Hello and welcome to Simmer and Stir: the blog all about wholesome recipes and tips for a safer and healthier kitchen.  I love creating recipes with whole and healthy ingredients and educating people about the science of cooking, nutrition and food safety. I also love putting  a new spin on classic recipes to make them easier to cook and just a little bit healthier for stronger, happier bodies and digestive systems.

I’ve always loved to cook.  By the time I was 11 years old, I would get up early every Sunday morning to make my parents and brothers homemade waffles before church.  Even at that tender age, I was sure to whip the egg whites to soft peaks by hand for extra fluffy waffles.  While most kids were watching cartoons after school, I watched an equal measure of “Great Chefs” on PBS.  That was before the Food Network was even invented.  During high school and college, I worked part-time at snack bars and in dining halls.  At one point, I was even a line cook at one of my campus cafeterias. When stuck on campus one Thanksgiving weekend, I hosted a “Friendsgiving” with the other holiday refugees, complete with homemade Parker House rolls.

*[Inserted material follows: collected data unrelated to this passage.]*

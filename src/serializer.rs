use crate::value::Value;
use serde::Serialize;
use serde::ser::*;

use std::collections::HashMap;

#[derive(Debug)]
pub enum Error {
    Custom(String),
}

impl serde::ser::Error for Error {
    fn custom<T: std::fmt::Display>(msg: T) -> Self {
        Error::Custom(msg.to_string())
    }
}

impl std::fmt::Display for Error {
    fn fmt(&self, f: &mut std::fmt::Formatter<'_>) -> std::fmt::Result {
        match self {
            Error::Custom(s) => write!(f, "{}", s),
        }
    }
}

impl std::error::Error for Error {}

/// 将任意 T: Serialize 转为视图 Value 树。
pub fn to_value<T: Serialize>(value: &T) -> Result<Value, Error> {
    value.serialize(ValueSerializer)
}

pub struct ValueSerializer;

impl Serializer for ValueSerializer {
    type Ok = Value;
    type Error = Error;
    type SerializeSeq = ListSerializer;
    type SerializeTuple = ListSerializer;
    type SerializeTupleStruct = ListSerializer;
    type SerializeTupleVariant = ListSerializer;
    type SerializeMap = MapSerializer;
    type SerializeStruct = MapSerializer;
    type SerializeStructVariant = MapSerializer;

    fn serialize_bool(self, v: bool) -> Result<Self::Ok, Self::Error> {
        Ok(Value::Bool(v))
    }
    fn serialize_i8(self, v: i8) -> Result<Self::Ok, Self::Error> {
        Ok(Value::I64(v as i64))
    }
    fn serialize_i16(self, v: i16) -> Result<Self::Ok, Self::Error> {
        Ok(Value::I64(v as i64))
    }
    fn serialize_i32(self, v: i32) -> Result<Self::Ok, Self::Error> {
        Ok(Value::I64(v as i64))
    }
    fn serialize_i64(self, v: i64) -> Result<Self::Ok, Self::Error> {
        Ok(Value::I64(v))
    }
    fn serialize_u8(self, v: u8) -> Result<Self::Ok, Self::Error> {
        Ok(Value::I64(v as i64))
    }
    fn serialize_u16(self, v: u16) -> Result<Self::Ok, Self::Error> {
        Ok(Value::I64(v as i64))
    }
    fn serialize_u32(self, v: u32) -> Result<Self::Ok, Self::Error> {
        Ok(Value::I64(v as i64))
    }
    fn serialize_u64(self, v: u64) -> Result<Self::Ok, Self::Error> {
        Ok(Value::I64(v as i64))
    }
    fn serialize_f32(self, v: f32) -> Result<Self::Ok, Self::Error> {
        Ok(Value::F64(v as f64))
    }
    fn serialize_f64(self, v: f64) -> Result<Self::Ok, Self::Error> {
        Ok(Value::F64(v))
    }
    fn serialize_char(self, v: char) -> Result<Self::Ok, Self::Error> {
        Ok(Value::Str(v.to_string()))
    }
    fn serialize_str(self, v: &str) -> Result<Self::Ok, Self::Error> {
        Ok(Value::Str(v.to_string()))
    }
    fn serialize_bytes(self, v: &[u8]) -> Result<Self::Ok, Self::Error> {
        Ok(Value::List(v.iter().map(|b| Value::I64(*b as i64)).collect()))
    }
    fn serialize_none(self) -> Result<Self::Ok, Self::Error> {
        Ok(Value::Null)
    }
    fn serialize_some<T: Serialize + ?Sized>(self, value: &T) -> Result<Self::Ok, Self::Error> {
        value.serialize(self)
    }
    fn serialize_unit(self) -> Result<Self::Ok, Self::Error> {
        Ok(Value::Null)
    }
    fn serialize_unit_struct(self, _name: &'static str) -> Result<Self::Ok, Self::Error> {
        Ok(Value::Null)
    }
    fn serialize_unit_variant(
        self,
        _name: &'static str,
        _variant_index: u32,
        variant: &'static str,
    ) -> Result<Self::Ok, Self::Error> {
        Ok(Value::Str(variant.to_string()))
    }
    fn serialize_newtype_struct<T: Serialize + ?Sized>(
        self,
        _name: &'static str,
        value: &T,
    ) -> Result<Self::Ok, Self::Error> {
        value.serialize(self)
    }
    fn serialize_newtype_variant<T: Serialize + ?Sized>(
        self,
        _name: &'static str,
        _variant_index: u32,
        variant: &'static str,
        value: &T,
    ) -> Result<Self::Ok, Self::Error> {
        let mut map = HashMap::new();
        map.insert(variant.to_string(), value.serialize(ValueSerializer)?);
        Ok(Value::Map(map))
    }
    fn serialize_seq(self, len: Option<usize>) -> Result<Self::SerializeSeq, Self::Error> {
        Ok(ListSerializer {
            items: Vec::with_capacity(len.unwrap_or(0)),
            variant: None,
        })
    }
    fn serialize_tuple(self, len: usize) -> Result<Self::SerializeTuple, Self::Error> {
        self.serialize_seq(Some(len))
    }
    fn serialize_tuple_struct(
        self,
        _name: &'static str,
        len: usize,
    ) -> Result<Self::SerializeTupleStruct, Self::Error> {
        self.serialize_seq(Some(len))
    }
    fn serialize_tuple_variant(
        self,
        _name: &'static str,
        _variant_index: u32,
        variant: &'static str,
        len: usize,
    ) -> Result<Self::SerializeTupleVariant, Self::Error> {
        Ok(ListSerializer {
            items: Vec::with_capacity(len),
            variant: Some(variant),
        })
    }
    fn serialize_map(self, _len: Option<usize>) -> Result<Self::SerializeMap, Self::Error> {
        Ok(MapSerializer {
            map: HashMap::new(),
            next_key: None,
            variant: None,
        })
    }
    fn serialize_struct(
        self,
        _name: &'static str,
        len: usize,
    ) -> Result<Self::SerializeStruct, Self::Error> {
        Ok(MapSerializer {
            map: HashMap::with_capacity(len),
            next_key: None,
            variant: None,
        })
    }
    fn serialize_struct_variant(
        self,
        _name: &'static str,
        _variant_index: u32,
        variant: &'static str,
        len: usize,
    ) -> Result<Self::SerializeStructVariant, Self::Error> {
        Ok(MapSerializer {
            map: HashMap::with_capacity(len),
            next_key: None,
            variant: Some(variant),
        })
    }
}

pub struct ListSerializer {
    items: Vec<Value>,
    variant: Option<&'static str>,
}

impl ListSerializer {
    fn finish(self) -> Value {
        let list = Value::List(self.items);
        match self.variant {
            Some(variant) => {
                let mut map = HashMap::new();
                map.insert(variant.to_string(), list);
                Value::Map(map)
            }
            None => list,
        }
    }
}

impl SerializeSeq for ListSerializer {
    type Ok = Value;
    type Error = Error;

    fn serialize_element<T: Serialize + ?Sized>(&mut self, value: &T) -> Result<(), Self::Error> {
        self.items.push(value.serialize(ValueSerializer)?);
        Ok(())
    }
    fn end(self) -> Result<Self::Ok, Self::Error> {
        Ok(self.finish())
    }
}

impl SerializeTuple for ListSerializer {
    type Ok = Value;
    type Error = Error;

    fn serialize_element<T: Serialize + ?Sized>(&mut self, value: &T) -> Result<(), Self::Error> {
        SerializeSeq::serialize_element(self, value)
    }
    fn end(self) -> Result<Self::Ok, Self::Error> {
        Ok(self.finish())
    }
}

impl SerializeTupleStruct for ListSerializer {
    type Ok = Value;
    type Error = Error;

    fn serialize_field<T: Serialize + ?Sized>(&mut self, value: &T) -> Result<(), Self::Error> {
        SerializeSeq::serialize_element(self, value)
    }
    fn end(self) -> Result<Self::Ok, Self::Error> {
        Ok(self.finish())
    }
}

impl SerializeTupleVariant for ListSerializer {
    type Ok = Value;
    type Error = Error;

    fn serialize_field<T: Serialize + ?Sized>(&mut self, value: &T) -> Result<(), Self::Error> {
        SerializeSeq::serialize_element(self, value)
    }
    fn end(self) -> Result<Self::Ok, Self::Error> {
        Ok(self.finish())
    }
}

pub struct MapSerializer {
    map: HashMap<String, Value>,
    next_key: Option<String>,
    variant: Option<&'static str>,
}

impl MapSerializer {
    fn finish(self) -> Value {
        let map = Value::Map(self.map);
        match self.variant {
            Some(variant) => {
                let mut outer = HashMap::new();
                outer.insert(variant.to_string(), map);
                Value::Map(outer)
            }
            None => map,
        }
    }
}

impl SerializeMap for MapSerializer {
    type Ok = Value;
    type Error = Error;

    fn serialize_key<T: Serialize + ?Sized>(&mut self, key: &T) -> Result<(), Self::Error> {
        let key = match key.serialize(ValueSerializer)? {
            Value::Str(s) => s,
            Value::I64(n) => n.to_string(),
            Value::Bool(b) => b.to_string(),
            other => {
                return Err(Error::Custom(format!(
                    "map key must be a scalar, got {:?}",
                    other
                )));
            }
        };
        self.next_key = Some(key);
        Ok(())
    }
    fn serialize_value<T: Serialize + ?Sized>(&mut self, value: &T) -> Result<(), Self::Error> {
        let key = self
            .next_key
            .take()
            .ok_or_else(|| Error::Custom("map value without a key".to_string()))?;
        self.map.insert(key, value.serialize(ValueSerializer)?);
        Ok(())
    }
    fn end(self) -> Result<Self::Ok, Self::Error> {
        Ok(self.finish())
    }
}

impl SerializeStruct for MapSerializer {
    type Ok = Value;
    type Error = Error;

    fn serialize_field<T: Serialize + ?Sized>(
        &mut self,
        key: &'static str,
        value: &T,
    ) -> Result<(), Self::Error> {
        self.map
            .insert(key.to_string(), value.serialize(ValueSerializer)?);
        Ok(())
    }
    fn end(self) -> Result<Self::Ok, Self::Error> {
        Ok(self.finish())
    }
}

impl SerializeStructVariant for MapSerializer {
    type Ok = Value;
    type Error = Error;

    fn serialize_field<T: Serialize + ?Sized>(
        &mut self,
        key: &'static str,
        value: &T,
    ) -> Result<(), Self::Error> {
        SerializeStruct::serialize_field(self, key, value)
    }
    fn end(self) -> Result<Self::Ok, Self::Error> {
        Ok(self.finish())
    }
}

#[cfg(test)]
mod tests {
    use super::*;

    #[derive(Serialize)]
    struct User {
        name: String,
        age: u8,
        tags: Vec<String>,
        nickname: Option<String>,
    }

    #[test]
    fn test_struct_to_map() {
        let user = User {
            name: "test".to_string(),
            age: 18,
            tags: vec!["a".to_string(), "b".to_string()],
            nickname: None,
        };
        let value = to_value(&user).unwrap();

        assert_eq!(value.get("name"), Some(&Value::Str("test".to_string())));
        assert_eq!(value.get("age"), Some(&Value::I64(18)));
        assert_eq!(
            value.get("tags"),
            Some(&Value::List(vec![
                Value::Str("a".to_string()),
                Value::Str("b".to_string())
            ]))
        );
        assert_eq!(value.get("nickname"), Some(&Value::Null));
    }

    #[test]
    fn test_scalars_and_unit() {
        assert_eq!(to_value(&()).unwrap(), Value::Null);
        assert_eq!(to_value(&1.5f64).unwrap(), Value::F64(1.5));
        assert_eq!(to_value(&"hello").unwrap(), Value::Str("hello".to_string()));
        assert_eq!(to_value(&true).unwrap(), Value::Bool(true));
    }

    #[test]
    fn test_nested_map_keys() {
        let mut inner = HashMap::new();
        inner.insert(3, "pi");
        let value = to_value(&inner).unwrap();
        assert_eq!(value.get("3"), Some(&Value::Str("pi".to_string())));
    }
}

Life moved on and I moved on to graduate school and to the usual office jobs that are expected of all college graduates.  Still—I loved to cook.  During my vegetarian phase (otherwise known as 2 years without a cheeseburger) I explored making satisfying dishes with complete proteins that my family would still enjoy.  Throughout the years I became known for my cakes, pies and cookies and many other desserts.  I’ve had marriage proposals over citrus pound cake, requests to post pictures of my bourbon caramel carrot cake on social media and thank you notes from strangers who were passed my salad dressing recipe by a friend of a friend.  After many requests for recipes and finally overcoming my fear of the internet (tin foil hat retired, thank you very much), I decided it was time to share my recipes and my approach to balanced eating with more than just my friends and family.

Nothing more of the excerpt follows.